This is purely voluntary, and I'd appreciate any and all the help I can get. Mostly I just don't want to read about some gruesome RV incident 6-months from now where an accident caused by these faulty tires injured and/or killed some poor family that was riding in the tow vehicle or behind the RV and know that I did nothing to try to prevent it. Perhaps the probability of that happenig is small or what ever, but I still want no part of feeling like I should have done _something_ and instead did nothing!

Finally, if any of you know a lawyer, consumer advocacy program, politician, or somebody in the media that would be better equipped to persue this than me, PLEASE, PLEASE, PLEASE, lets persue that route!! The goal is to get Keystone to do the right thing, bottom line.

If you want to get in touch with me directly, my e-mail address is [email protected] I'll gladly send you my phone and mailing address if you contact me via e-mail first, I just don't want to offer too much personal information up-front if I don't need to.

Thanks in advance, 
Bill

p.s. please consider the next family that is about to purchase an Outback RV.........


----------



## bagzzaf (Jul 18, 2007)

So I get an authorization from Keystone to get the tires replaced at a local dealership, and the weekend rolls around, I take off the tires, call the dearship for directions, and find out......

He has no idea what I'm talking about, oh, and by the way, he doesn't even deal with tire replacement!
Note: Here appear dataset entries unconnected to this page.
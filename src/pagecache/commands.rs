//! Remote operations and the messages they resolve to.
//!
//! Every entry point that needs the server returns a [`Cmd`]. The future
//! calls the [`ListSource`](super::ListSource) and yields one of the `*Msg`
//! types below, tagged with the model's id (and, for list loads, the
//! generation it was issued under). [`Model::update`] routes the message back
//! to the matching `on_*` handler, which is the only place the buffer changes
//! as a result of a remote call.

use super::buffer::GrowthBuffer;
use super::model::Model;
use super::types::{Action, BulkAction, Item, Mode, Notice, Patch, SortDirection, SortState};
use crate::error::{Error, Result};
use bubbletea_rs::{Cmd, Msg};
use log::{debug, error, info, warn};
use std::sync::Arc;

/// A server page, or a refresh of page 0, has been answered.
pub struct PageLoadedMsg<I: Item> {
    /// Id of the issuing model.
    pub id: i64,
    /// Generation the request was issued under.
    pub generation: u64,
    /// Zero-based server page.
    pub server_page: usize,
    /// Whether the rows replace the buffer instead of extending it.
    pub replace: bool,
    /// The rows, or why there are none.
    pub result: Result<Vec<I>>,
}

/// A keyword search has been answered.
pub struct SearchLoadedMsg<I: Item> {
    /// Id of the issuing model.
    pub id: i64,
    /// Generation the request was issued under.
    pub generation: u64,
    /// The trimmed keyword.
    pub keyword: String,
    /// Every matching row.
    pub result: Result<Vec<I>>,
}

/// A row action has been answered.
pub struct ActionDoneMsg<I: Item> {
    /// Id of the issuing model.
    pub id: i64,
    /// The row the action was issued for.
    pub item_id: I::Id,
    /// Absolute buffer index the row had when the action was issued.
    pub index: usize,
    /// The action.
    pub action: Action,
    /// The write-back, or why there is none.
    pub result: Result<Patch>,
}

/// A bulk action has been answered.
#[derive(Debug)]
pub struct BulkDoneMsg {
    /// Id of the issuing model.
    pub id: i64,
    /// The action.
    pub action: BulkAction,
    /// The server's message.
    pub result: Result<String>,
}

const OPERATION_OK: &str = "Operation completed successfully";

impl<I: Item> Model<I> {
    /// Loads the first server page.
    pub fn init(&mut self) -> Option<Cmd> {
        self.ensure_loaded(1)
    }

    /// Fetches one more server page if `target_page` lies past the pages
    /// fetched so far.
    ///
    /// Returns `None` when nothing needs fetching: the page is already
    /// loaded, a fetch is in flight, the server has no more rows or the
    /// model shows search results.
    pub fn ensure_loaded(&mut self, target_page: usize) -> Option<Cmd> {
        if self.mode == Mode::Searching || self.searching {
            return None;
        }
        if target_page <= self.fetched_pages
            || self.frontier_exhausted
            || self.page_in_flight.is_some()
        {
            return None;
        }
        let server_page = self.fetched_pages;
        debug!(
            "cache {}: fetching server page {} for ui page {}",
            self.id, server_page, target_page
        );
        Some(self.fetch_page_cmd(server_page, false))
    }

    /// Moves the UI to 1-based `page`.
    ///
    /// Pages that are already loaded are shown at once. Stepping onto the
    /// trailing page past the frontier fetches the next server page; the
    /// cursor moves once it arrives and stays put if the fetch fails.
    pub fn goto_page(&mut self, page: usize) -> Option<Cmd> {
        if page == 0 || page > self.total_pages() || page == self.page() {
            return None;
        }
        if self.mode == Mode::Paged && page > self.fetched_pages {
            if let Some(cmd) = self.ensure_loaded(page) {
                self.pending_page = Some(page);
                return Some(cmd);
            }
            if self.page_in_flight.is_some() {
                return None;
            }
        }
        if self.paginator.go_to(page) {
            self.cursor = 0;
        }
        None
    }

    /// Reloads from server page 0. On success the buffer is replaced, the UI
    /// returns to page 1 in paged mode and any sort is forgotten; on failure
    /// everything stays as it was.
    pub fn refresh(&mut self) -> Cmd {
        self.generation += 1;
        self.pending_page = None;
        self.searching = false;
        info!("cache {}: refreshing from the first page", self.id);
        self.fetch_page_cmd(0, true)
    }

    /// Switches between paged and search mode.
    ///
    /// A non-empty keyword (after trimming) replaces the buffer with the full
    /// search result once it arrives. An empty keyword drops the buffer at
    /// once and reloads server page 0 in paged mode.
    pub fn submit_search(&mut self, keyword: &str) -> Cmd {
        let keyword = keyword.trim().to_string();
        self.generation += 1;
        self.pending_page = None;
        self.page_in_flight = None;

        if keyword.is_empty() {
            info!("cache {}: leaving search, reloading pages", self.id);
            self.searching = false;
            self.mode = Mode::Paged;
            self.keyword.clear();
            self.sort = None;
            self.buffer.clear();
            self.fetched_pages = 0;
            self.frontier_exhausted = false;
            self.paginator.page = 1;
            self.cursor = 0;
            self.sync_pagination();
            return self.fetch_page_cmd(0, false);
        }

        info!("cache {}: searching for {:?}", self.id, keyword);
        self.searching = true;
        self.loading = true;
        let source = Arc::clone(&self.source);
        let id = self.id;
        let generation = self.generation;
        Box::pin(async move {
            let result = source.search(&keyword).await;
            Some(Box::new(SearchLoadedMsg {
                id,
                generation,
                keyword,
                result,
            }) as Msg)
        })
    }

    /// Runs `action` on the row `item_id`, shown at `row_offset` of the
    /// unfiltered slice of `ui_page`.
    ///
    /// Returns `Ok(None)` when the row already has an action in flight.
    ///
    /// # Errors
    ///
    /// [`Error::IndexOutOfBounds`] or [`Error::IdentityMismatch`] when the
    /// position does not hold `item_id`; no remote call is made.
    pub fn apply_action(
        &mut self,
        item_id: &I::Id,
        action: Action,
        ui_page: usize,
        row_offset: usize,
    ) -> Result<Option<Cmd>> {
        let (index, found) = self.id_at(ui_page, row_offset)?;
        if found != *item_id {
            return Err(self.violation(Error::IdentityMismatch {
                index,
                expected: item_id.to_string(),
            }));
        }
        if self.busy.contains(item_id) {
            debug!("cache {}: {} is busy, ignoring {:?}", self.id, item_id, action);
            return Ok(None);
        }

        debug!(
            "cache {}: {:?} on {} at index {}",
            self.id, action, item_id, index
        );
        self.busy.insert(item_id.clone());
        let source = Arc::clone(&self.source);
        let id = self.id;
        let item_id = item_id.clone();
        Ok(Some(Box::pin(async move {
            let result = source.mutate(&item_id, action).await;
            Some(Box::new(ActionDoneMsg::<I> {
                id,
                item_id,
                index,
                action,
                result,
            }) as Msg)
        })))
    }

    /// Runs `action` on the row at `row_offset` of the current page.
    ///
    /// # Errors
    ///
    /// [`Error::IndexOutOfBounds`] when the offset is past the buffer.
    pub fn act_on_row(&mut self, row_offset: usize, action: Action) -> Result<Option<Cmd>> {
        let page = self.page();
        let (_, item_id) = self.id_at(page, row_offset)?;
        self.apply_action(&item_id, action, page, row_offset)
    }

    /// Runs a collection-wide action. Returns `None` while another bulk
    /// action is running.
    pub fn run_bulk(&mut self, action: BulkAction) -> Option<Cmd> {
        if self.bulk_running {
            return None;
        }
        debug!("cache {}: bulk {:?}", self.id, action);
        self.bulk_running = true;
        let source = Arc::clone(&self.source);
        let id = self.id;
        Some(Box::pin(async move {
            let result = source.bulk(action).await;
            Some(Box::new(BulkDoneMsg { id, action, result }) as Msg)
        }))
    }

    /// Sorts the whole buffer by `field`. The first sort on a field is
    /// ascending; repeating it flips the direction.
    pub fn sort_by(&mut self, field: I::Field) {
        if self.buffer.is_empty() {
            return;
        }
        let direction = match self.sort {
            Some(state) if state.field == field => state.direction.toggled(),
            _ => SortDirection::Ascending,
        };
        debug!("cache {}: sorting by {:?} {:?}", self.id, field, direction);
        self.buffer.sort(field, direction);
        self.sort = Some(SortState { field, direction });
        self.clamp_cursor();
    }

    fn fetch_page_cmd(&mut self, server_page: usize, replace: bool) -> Cmd {
        self.page_in_flight = Some(server_page);
        self.loading = true;
        let source = Arc::clone(&self.source);
        let id = self.id;
        let generation = self.generation;
        Box::pin(async move {
            let result = source.fetch_page(server_page).await;
            Some(Box::new(PageLoadedMsg {
                id,
                generation,
                server_page,
                replace,
                result,
            }) as Msg)
        })
    }

    pub(super) fn on_page_loaded(&mut self, msg: PageLoadedMsg<I>) {
        if msg.generation != self.generation {
            debug!(
                "cache {}: dropping stale page {} (generation {})",
                self.id, msg.server_page, msg.generation
            );
            return;
        }
        self.page_in_flight = None;
        self.loading = false;
        let target = self.pending_page.take();

        let items = match msg.result {
            Ok(items) => items,
            Err(err) => {
                self.report(err);
                return;
            }
        };
        let count = items.len();
        if msg.replace {
            self.buffer.replace(items);
            self.fetched_pages = 1;
            self.mode = Mode::Paged;
            self.keyword.clear();
            self.sort = None;
            self.paginator.page = 1;
            self.cursor = 0;
        } else {
            self.buffer.append(items);
            self.fetched_pages += 1;
        }
        self.frontier_exhausted = count < self.config.per_page;
        debug!(
            "cache {}: server page {} brought {} rows, {} loaded",
            self.id,
            msg.server_page,
            count,
            self.buffer.len()
        );
        self.sync_pagination();

        if let Some(page) = target {
            if self.paginator.go_to(page) {
                self.cursor = 0;
            }
        }
    }

    pub(super) fn on_search_loaded(&mut self, msg: SearchLoadedMsg<I>) {
        if msg.generation != self.generation {
            debug!("cache {}: dropping stale search {:?}", self.id, msg.keyword);
            return;
        }
        self.searching = false;
        self.loading = false;
        match msg.result {
            Ok(items) => {
                info!(
                    "cache {}: search {:?} returned {} rows",
                    self.id,
                    msg.keyword,
                    items.len()
                );
                self.buffer.replace(items);
                self.mode = Mode::Searching;
                self.keyword = msg.keyword;
                self.sort = None;
                self.paginator.page = 1;
                self.cursor = 0;
                self.sync_pagination();
            }
            Err(err) => self.report(err),
        }
    }

    pub(super) fn on_action_done(&mut self, msg: ActionDoneMsg<I>) {
        self.busy.remove(&msg.item_id);
        let patch = match msg.result {
            Ok(patch) => patch,
            Err(err) => {
                self.report(err);
                return;
            }
        };

        let index = match self.buffer.get(msg.index) {
            Some(item) if item.id() == msg.item_id => Some(msg.index),
            _ => self.buffer.position_of(&msg.item_id),
        };
        match index {
            Some(index) => {
                if index != msg.index {
                    debug!(
                        "cache {}: {} moved from {} to {}",
                        self.id, msg.item_id, msg.index, index
                    );
                }
                if let Err(err) = self.buffer.patch(index, |item| patch.apply_to(item)) {
                    error!("cache {}: {}", self.id, err);
                    return;
                }
                self.clamp_cursor();
            }
            None => warn!(
                "cache {}: {} is no longer loaded, dropping {:?}",
                self.id, msg.item_id, patch
            ),
        }
        self.notice = Some(self.success_notice(&msg.item_id, msg.action, &patch));
    }

    pub(super) fn on_bulk_done(&mut self, msg: BulkDoneMsg) {
        self.bulk_running = false;
        match msg.result {
            Ok(message) if message.is_empty() => {
                self.notice = Some(Notice::Info(msg.action.default_notice().to_string()));
            }
            Ok(message) => self.notice = Some(Notice::Info(message)),
            Err(err) => self.report(err),
        }
    }

    fn success_notice(&self, item_id: &I::Id, action: Action, patch: &Patch) -> Notice {
        let noun = &self.config.item_name_singular;
        match (action, patch) {
            (
                Action::Test,
                Patch::Tested {
                    response_time_ms, ..
                },
            ) => Notice::Info(format!(
                "Test of {} {} succeeded in {:.2} s",
                noun,
                item_id,
                *response_time_ms as f64 / 1000.0
            )),
            (Action::RefreshBalance, Patch::Balance { balance, .. }) => Notice::Success(format!(
                "Balance of {} {} updated: ${:.2}",
                noun, item_id, balance
            )),
            _ => Notice::Success(OPERATION_OK.to_string()),
        }
    }

    /// Turns a remote failure into a notice; invariant violations are only
    /// logged.
    fn report(&mut self, err: Error) {
        if err.is_invariant_violation() {
            error!("cache {}: {}", self.id, err);
            return;
        }
        warn!("cache {}: {}", self.id, err);
        if let Some(message) = err.user_message() {
            self.notice = Some(Notice::Error(message));
        }
    }

    /// Absolute index and id of the row at `row_offset` of `page`.
    fn id_at(&self, page: usize, row_offset: usize) -> Result<(usize, I::Id)> {
        let len = self.buffer.len();
        let index = match GrowthBuffer::<I>::absolute_index(page, self.config.per_page, row_offset)
        {
            Some(index) => index,
            None => {
                return Err(self.violation(Error::IndexOutOfBounds {
                    index: usize::MAX,
                    len,
                }))
            }
        };
        match self.buffer.get(index) {
            Some(item) => Ok((index, item.id())),
            None => Err(self.violation(Error::IndexOutOfBounds { index, len })),
        }
    }

    fn violation(&self, err: Error) -> Error {
        error!("cache {}: {}", self.id, err);
        err
    }
}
Nice. So now it's Saturday, Keystone is closed, Tireco is closed, and I got a TT on jacks with nowhere to take the blasted tires. I was able to find an RV dealer that could do the tires on Monday (closer than the one Keystone suggested) but they'd have to wait until Monday to take any action because they need to talk to Keystone first. ARGH!

And since I just got my TT in April, Keystone is obviously still using the blasted things! But why should I be concerned?

_"*Danger warning on cheap Chinese tires *

Nearly a half million tires manufactured in China may be rolling time bombs on light trucks and some RV recreational vehicles. A lawsuit filed in June blames cheap Chinese tires for a fatal Pennsylvania traffic accident. The suit says tread separation caused a cargo van carrying four passengers to crash, killing two passengers and injuring the other two.

In June, Foreign Tire Sales appealed to the National Highway Traffic Safety Administration (NHTSA) for aid in recalling an estimated 450,000 light truck tires sold under the names Westlake, Telluride, Compass and YKS after the company allegedly learned that the manufacturer, the Hangzhou Zhongce Rubber Company, had left a critical component out of the tire. ......... "_ http://www.rvtravel.com/blog/rvsinthenews/...nese-tires.html <thanks LarryTheOutback for the link>

And on top of it all, nobody here seems to care enough to do anything about it. There was much greater response to a thread about somebody leaving the forum in a huff than in actually trying to put any pressure on Keystone to take action that may actually save somebody's life. I guess that I have no grounds to be upset as nobody here owes me anything, but with all the indignation on the board, I thought if I put my neck out there and tried to lead a group of us to pressure Keystone I'd have at least a little bit of help. Apperently this forum is all bark and no bite. I'm still going to record the problems I've had and voice my displeasure to Keystone. If I end up doing it alone, so be it, at least I'll know that I tried.

Frustrated!
Bill


----------



## kjdj (Sep 14, 2004)

I personally don't see Outbackers.com as an advocacy group. 
I see the forum for what it is and intended to be. That is a wealth of information.

Most posters write of trials, tribulations, solutions and outcomes.

I feel it is up the individual to take action armed with the knowledge gained from the forum.

Kevin


----------



## bagzzaf (Jul 18, 2007)

kjdj said:


> I personally don't see Outbackers.com as an advocacy group.
> I see the forum for what it is and intended to be. That is a wealth of information.
> 
> Most posters write of trials, tribulations, solutions and outcomes.
> ...


Fair enough,
Appreciate your perspective. But the only way this is going to get addressed is if we work as a group. I can tell you (from personal experience on this issue) that Keystone will take no action if only one person calls and complains. I kinda fell like I'm persuing a solution, but it appears I was wrong. Besides, I was reacting in part to the outrage that was expressed on the threads of OB.com before I even arrived. Besides, I'm sure _your_ tires are fine anyhow.
Bill


----------